• TASK PROMPT: For every line in the material below that holds "banner", report the line.

• DATA FOR THIS EXERCISE:
//! Read-only JSON query server for the site's pages

use anyhow::Result;
use axum::{
    extract::{Path, Query, State},
    http::StatusCode,
    response::{IntoResponse, Response},
    routing::get,
    Json, Router,
};
use serde::Deserialize;
use serde_json::json;
use std::net::SocketAddr;
use std::sync::{Arc, Mutex, PoisonError};
use tower_http::trace::TraceLayer;

use crate::content::{
    markdown, query, ContentCache, ContentError, ContentLoader, Document, ListQuery,
};
use crate::Folio;

/// Server state
struct ServerState {
    folio: Folio,
    loader: ContentLoader,
    cache: Mutex<ContentCache>,
}

impl ServerState {
    fn new(folio: &Folio) -> Self {
        Self {
            folio: folio.clone(),
            loader: folio.loader(),
            cache: Mutex::new(ContentCache::new()),
        }
    }
}

/// Current collection, reloaded only when the content directory changed
async fn documents(state: &Arc<ServerState>) -> Result<Arc<Vec<Document>>, ApiError> {
    let state = Arc::clone(state);
    tokio::task::spawn_blocking(move || {
        let mut cache = state.cache.lock().unwrap_or_else(PoisonError::into_inner);
        cache.get_or_load(&state.loader)
    })
    .await
    .map_err(|e| ApiError::Internal(e.to_string()))?
    .map_err(ApiError::from)
}

/// Errors returned to API clients as `{"error": ...}`
#[derive(Debug)]
enum ApiError {
    NotFound(String),
    Content(ContentError),
    Internal(String),
}

impl From<ContentError> for ApiError {
    fn from(e: ContentError) -> Self {
        Self::Content(e)
    }
}

impl From<serde_json::Error> for ApiError {
    fn from(e: serde_json::Error) -> Self {
        Self::Internal(e.to_string())
    }
}

impl IntoResponse for ApiError {
    fn into_response(self) -> Response {
        let (status, message) = match self {
            ApiError::NotFound(key) => (StatusCode::NOT_FOUND, format!("Post not found: {}", key)),
            ApiError::Content(e) => {
                tracing::error!("Failed to load content: {}", e);
                (StatusCode::INTERNAL_SERVER_ERROR, e.to_string())
            }
            ApiError::Internal(message) => {
                tracing::error!("Internal error: {}", message);
                (StatusCode::INTERNAL_SERVER_ERROR, message)
            }
        };
        (status, Json(json!({ "error": message }))).into_response()
    }
}

#[derive(Debug, Default, Deserialize)]
struct ListParams {
    query: Option<String>,
    category: Option<String>,
    visible: Option<usize>,
}

#[derive(Debug, Default, Deserialize)]
struct PostParams {
    #[serde(default)]
    html: bool,
}

#[derive(Debug, Default, Deserialize)]
struct LimitParams {
    limit: Option<usize>,
}

/// Build the API router
pub fn router(folio: &Folio) -> Router {
    let state = Arc::new(ServerState::new(folio));

    Router::new()
        .route("/api/posts", get(list_posts))
        .route("/api/posts/:key", get(get_post))
        .route("/api/posts/:key/related", get(related_posts))
        .route("/api/categories", get(list_categories))
        .route("/api/recent", get(recent_posts))
        .fallback(fallback_handler)
        .layer(TraceLayer::new_for_http())
        .with_state(state)
}

/// Start the query server
pub async fn start(folio: &Folio, ip: &str, port: u16) -> Result<()> {
    let app = router(folio);

    // Parse address - handle "localhost" specially
    let bind_ip = if ip == "localhost" { "127.0.0.1" } else { ip };
    let addr: SocketAddr = format!("{}:{}", bind_ip, port).parse()?;

    tracing::info!("Serving {:?}", folio.content_dir);
    println!("{}", banner(folio, ip, port));
    println!("Press Ctrl+C to stop.");

    let listener = tokio::net::TcpListener::bind(addr).await?;
    axum::serve(listener, app).await?;

    Ok(())
}

fn banner(folio: &Folio, ip: &str, port: u16) -> String {
    format!("{} running at http://{}:{}", folio.config.title, ip, port)
}

/// Blog listing: filters, featured post and the visible window
async fn list_posts(
    State(state): State<Arc<ServerState>>,
    Query(params): Query<ListParams>,
) -> Result<Response, ApiError> {
    let docs = documents(&state).await?;

    let listing = &state.folio.config.listing;
    let list_query = ListQuery {
        query: params.query,
        category: params.category.filter(|c| !c.is_empty()),
        visible: params.visible.unwrap_or(listing.initial),
    };

    let view = query::list_view(&docs, &list_query);
    Ok(Json(&view).into_response())
}

async fn get_post(
    State(state): State<Arc<ServerState>>,
    Path(key): Path<String>,
    Query(params): Query<PostParams>,
) -> Result<Response, ApiError> {
    let docs = documents(&state).await?;
    let doc = docs
        .iter()
        .find(|d| d.key == key)
        .ok_or(ApiError::NotFound(key))?;

    let mut value = serde_json::to_value(doc)?;
    if params.html {
        value["html"] = serde_json::Value::String(markdown::render_html(&doc.body));
    }
    Ok(Json(value).into_response())
}

async fn related_posts(
    State(state): State<Arc<ServerState>>,
    Path(key): Path<String>,
    Query(params): Query<LimitParams>,
) -> Result<Response, ApiError> {
    let docs = documents(&state).await?;
    let doc = docs
        .iter()
        .find(|d| d.key == key)
        .ok_or(ApiError::NotFound(key))?;

    let limit = params.limit.unwrap_or(state.folio.config.related_limit);
    let related = query::find_related(doc, &docs, limit);
    Ok(Json(&related).into_response())
}

async fn list_categories(State(state): State<Arc<ServerState>>) -> Result<Response, ApiError> {
    let docs = documents(&state).await?;
    Ok(Json(query::collect_categories(&docs)).into_response())
}

async fn recent_posts(
    State(state): State<Arc<ServerState>>,
    Query(params): Query<LimitParams>,
) -> Result<Response, ApiError> {
    let docs = documents(&state).await?;
    let limit = params.limit.unwrap_or(state.folio.config.recent_limit);
    Ok(Json(query::recent(&docs, limit)).into_response())
}

async fn fallback_handler() -> Response {
    (StatusCode::NOT_FOUND, Json(json!({ "error": "Not found" }))).into_response()
}
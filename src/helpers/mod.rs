//! Helper functions for presenting documents

mod date;

pub use date::*;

• PROBLEM SOLUTION:
    println!("{}", banner(folio, ip, port));
fn banner(folio: &Folio, ip: &str, port: u16) -> String {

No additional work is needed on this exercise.